The only operating controls associated with the F2410 are two front panel switches. The LB switch is used to enable the loopback capability of the circuit. This is described in Section 2.6 and is normally only used for diagnostic purposes when initializing or reconfiguring the system using the F2410 modem. The reset push-button switch is only used if a bipolar violation occurs. The switch settings onboard the circuit card are described in Tables 2 and 3 in Section 2.4 and are set prior to first using the modem. Further changes are not required unless the system requirements change.

SECTION 4

THEORY OF OPERATION

4.1 INTRODUCTION

F2410 modems provide a transparent, synchronous path for E1-standard signals. By converting to fiber optic signaling, a distance of 3km (1.86mi/9,800ft) for 850nm multimode LEDs, 15km (9.3mi/ 49,000ft) for 1300nm multimode LEDs, or 30km (18.6mi/98,000ft) for 1300nm single mode LEDs may be traversed without the need for a repeater or amplifier. In addition, the use of fiber optic cable as the transmission medium provides EMI/RFI protection and data security.

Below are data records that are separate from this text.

//! # Connection Session
//!
//! One task per accepted stream. The read half is framed with
//! [`FrameCodec`]; each complete frame is decoded through the registry,
//! sanitized and handed to the event bus. The write half is owned by a
//! writer task fed through the connection's [`FrameSink`].
//!
//! ## Lifecycle
//! 1. Register in the [`ClientRegistry`] (duplicates are closed at once)
//! 2. Emit `connect`
//! 3. Dispatch frames until EOF, a transport error, or a local close
//! 4. Flush frames already queued and shut down the write half
//! 5. Emit `disconnect` once, then drop the registry entry

use std::fmt;
use std::net::SocketAddr;
use std::sync::atomic::{AtomicU64, Ordering};
use std::sync::Arc;
use std::time::{Duration, Instant};

use futures::StreamExt;
use tokio::io::{AsyncRead, AsyncWrite};
use tokio_util::codec::FramedRead;
use tokio_util::sync::CancellationToken;
use tracing::{debug, error, info, instrument, warn};

use crate::core::codec::{FrameCodec, RawFrame};
use crate::core::packet::Packet;
use crate::core::registry::PacketRegistry;
use crate::error::{ProtocolError, Result};
use crate::protocol::dispatcher::EventBus;
use crate::transport::clients::ClientRegistry;
use crate::transport::sink::{write_frames, ChannelSink, FrameSink};
use crate::utils::metrics::Metrics;

struct ConnectionInner {
    id: u64,
    peer: SocketAddr,
    registry: Arc<PacketRegistry>,
    sink: Arc<dyn FrameSink>,
    cancel: CancellationToken,
    connected_at: Instant,
}

/// Reference to one live connection, handed to every listener.
///
/// Clones share the same connection. Two handles are equal when they
/// refer to the same connection id.
#[derive(Clone)]
pub struct ConnectionHandle {
    inner: Arc<ConnectionInner>,
}

impl ConnectionHandle {
    /// Build a handle over an arbitrary sink.
    pub fn new(
        id: u64,
        peer: SocketAddr,
        registry: Arc<PacketRegistry>,
        sink: Arc<dyn FrameSink>,
    ) -> Self {
        Self::with_cancel(id, peer, registry, sink, CancellationToken::new())
    }

    pub(crate) fn with_cancel(
        id: u64,
        peer: SocketAddr,
        registry: Arc<PacketRegistry>,
        sink: Arc<dyn FrameSink>,
        cancel: CancellationToken,
    ) -> Self {
        Self {
            inner: Arc::new(ConnectionInner {
                id,
                peer,
                registry,
                sink,
                cancel,
                connected_at: Instant::now(),
            }),
        }
    }

    #[inline]
    pub fn id(&self) -> u64 {
        self.inner.id
    }

    #[inline]
    pub fn peer_addr(&self) -> SocketAddr {
        self.inner.peer
    }

    pub fn registry(&self) -> &Arc<PacketRegistry> {
        &self.inner.registry
    }

    /// Time since the session started
    pub fn age(&self) -> Duration {
        self.inner.connected_at.elapsed()
    }

    /// Encode `packet` and queue it for this connection.
    ///
    /// Encoding errors (unregistered type, over-long field) are returned
    /// before anything is queued. Delivery itself is not confirmed.
    pub fn send(&self, packet: &Packet) -> Result<()> {
        if self.inner.cancel.is_cancelled() {
            return Err(ProtocolError::ConnectionClosed);
        }
        let frame = self.inner.registry.encode_frame(packet)?;
        self.inner.sink.send_frame(frame)
    }

    /// Stop the session. Frames already queued are written out before the
    /// socket closes; later sends fail with `ConnectionClosed`.
    pub fn close(&self) {
        self.inner.cancel.cancel();
    }

    pub fn is_connected(&self) -> bool {
        !self.inner.cancel.is_cancelled()
    }

    pub(crate) fn cancel_token(&self) -> CancellationToken {
        self.inner.cancel.clone()
    }
}

impl fmt::Debug for ConnectionHandle {
    fn fmt(&self, f: &mut fmt::Formatter<'_>) -> fmt::Result {
        f.debug_struct("ConnectionHandle")
            .field("id", &self.inner.id)
            .field("peer", &self.inner.peer)
            .field("connected", &self.is_connected())
            .finish()
    }
}

impl PartialEq for ConnectionHandle {
    fn eq(&self, other: &Self) -> bool {
        self.inner.id == other.inner.id
    }
}

impl Eq for ConnectionHandle {}

/// State shared by every session of one server
pub(crate) struct SessionContext {
    pub(crate) registry: Arc<PacketRegistry>,
    pub(crate) events: Arc<EventBus>,
    pub(crate) clients: ClientRegistry,
    pub(crate) metrics: Arc<Metrics>,
    pub(crate) max_buffer_size: usize,
    pub(crate) shutdown: CancellationToken,
    next_id: AtomicU64,
}

impl SessionContext {
    pub(crate) fn new(
        registry: Arc<PacketRegistry>,
        events: Arc<EventBus>,
        max_buffer_size: usize,
    ) -> Self {
        Self {
            registry,
            events,
            clients: ClientRegistry::new(),
            metrics: Arc::new(Metrics::new()),
            max_buffer_size,
            shutdown: CancellationToken::new(),
            next_id: AtomicU64::new(1),
        }
    }

    fn next_id(&self) -> u64 {
        self.next_id.fetch_add(1, Ordering::Relaxed)
    }
}

impl fmt::Debug for SessionContext {
    fn fmt(&self, f: &mut fmt::Formatter<'_>) -> fmt::Result {
        f.debug_struct("SessionContext")
            .field("clients", &self.clients.len())
            .field("max_buffer_size", &self.max_buffer_size)
            .field("shutdown", &self.shutdown.is_cancelled())
            .finish()
    }
}

fn report_listener_result(ctx: &SessionContext, event: &str, result: Result<()>) {
    if let Err(e) = result {
        error!(event, error = %e, "Listener failed");
        ctx.metrics.listener_error();
    }
}

fn handle_frame(ctx: &SessionContext, conn: &ConnectionHandle, frame: RawFrame) {
    ctx.metrics.frame_received(frame.wire_len() as u64);

    let packet = match ctx.registry.decode(frame.packet_type, &frame.payload) {
        Ok(packet) => packet,
        Err(e) => {
            warn!(packet_type = frame.packet_type, error = %e, "Dropping undecodable frame");
            ctx.metrics.malformed_frame();
            return;
        }
    };

    ctx.metrics.packet_dispatched();
    let event = packet.packet_type().name();
    report_listener_result(ctx, event, ctx.events.dispatch_packet(conn, packet));
}

/// Run one connection to completion.
#[instrument(skip_all, fields(peer = %peer))]
pub(crate) async fn serve_connection<S>(ctx: Arc<SessionContext>, stream: S, peer: SocketAddr)
where
    S: AsyncRead + AsyncWrite + Send + 'static,
{
    let (sink, rx) = ChannelSink::channel();
    let conn = ConnectionHandle::with_cancel(
        ctx.next_id(),
        peer,
        ctx.registry.clone(),
        Arc::new(sink),
        ctx.shutdown.child_token(),
    );

    if let Err(e) = ctx.clients.insert(conn.clone()) {
        warn!(error = %e, "Rejecting connection");
        ctx.metrics.connection_rejected();
        return;
    }
    ctx.metrics.connection_established();
    info!(conn_id = conn.id(), "Connection established");

    let (reader, writer) = tokio::io::split(stream);
    let writer_task = tokio::spawn(write_frames(
        writer,
        rx,
        conn.cancel_token(),
        ctx.metrics.clone(),
    ));

    report_listener_result(&ctx, "connect", ctx.events.emit_connect(&conn));

    let codec = FrameCodec::new(ctx.registry.clone()).with_max_buffer_size(ctx.max_buffer_size);
    let mut frames = FramedRead::new(reader, codec);
    let cancel = conn.cancel_token();
    let mut skipped = 0u64;

    loop {
        let next = tokio::select! {
            _ = cancel.cancelled() => {
                debug!("Connection closed locally");
                break;
            }
            next = frames.next() => next,
        };

        let skipped_now = frames.decoder().skipped_headers();
        if skipped_now > skipped {
            ctx.metrics.unknown_types_skipped(skipped_now - skipped);
            skipped = skipped_now;
        }

        match next {
            Some(Ok(frame)) => handle_frame(&ctx, &conn, frame),
            Some(Err(e)) => {
                let err = match e {
                    ProtocolError::Io(io) => ProtocolError::Transport(io),
                    other => other,
                };
                ctx.metrics.transport_error();
                if err.is_connection_reset() {
                    debug!("Connection reset by peer");
                } else {
                    warn!(error = %err, "Connection failed");
                }
                report_listener_result(&ctx, "error", ctx.events.emit_error(&conn, &err));
                break;
            }
            None => {
                debug!("Peer closed connection");
                break;
            }
        }
    }

    conn.close();
    if let Err(e) = writer_task.await {
        debug!(error = %e, "Writer task ended abnormally");
    }

    report_listener_result(&ctx, "disconnect", ctx.events.emit_disconnect(&conn));
    ctx.clients.remove(peer, conn.id());
    ctx.metrics.connection_closed();
    info!(
        conn_id = conn.id(),
        duration_ms = conn.age().as_millis() as u64,
        "Connection closed"
    );
}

In the F2410 transmitter circuitry, the data is received via Pins 1 and 9 of the DB15 connector. The signal is decoded for AMI or HDB3 protocol, then Manchester encoded (which embeds a clock signal) with a Field Programmable Gate Array (FPGA). Next the signal is converted into an optical signal. The optical signal transmitter then sends the signal out onto the fiber optic cable.

Through the receiver circuitry of the F2410 the same process occurs in reverse. First the optical signal is received and converted back to an electrical signal. The FPGA decodes the Manchester data and clock signals. The data signal is then encoded for the AMI or HDB3 protocol and output to Pins 3 and 11 of the DB15 electrical signal interface. To the multiplexer or PBX terminal equipment connected to the F2410 pair, the transition from copper to fiber and back is transparent.

SECTION 5

MAINTENANCE AND TROUBLESHOOTING

5.1 INTRODUCTION

This chapter contains general information designed to isolate a malfunction in the F2410 to a replaceable unit. These units are not equipped with redundancy. Therefore, a failure in one of these units would interrupt service.

5.2 FAULT ISOLATION

The steps in Table 4 should be taken to check a non-operating modem. Contact VERSITRON Customer Service for additional diagnostic assistance or to arrange for repair as necessary.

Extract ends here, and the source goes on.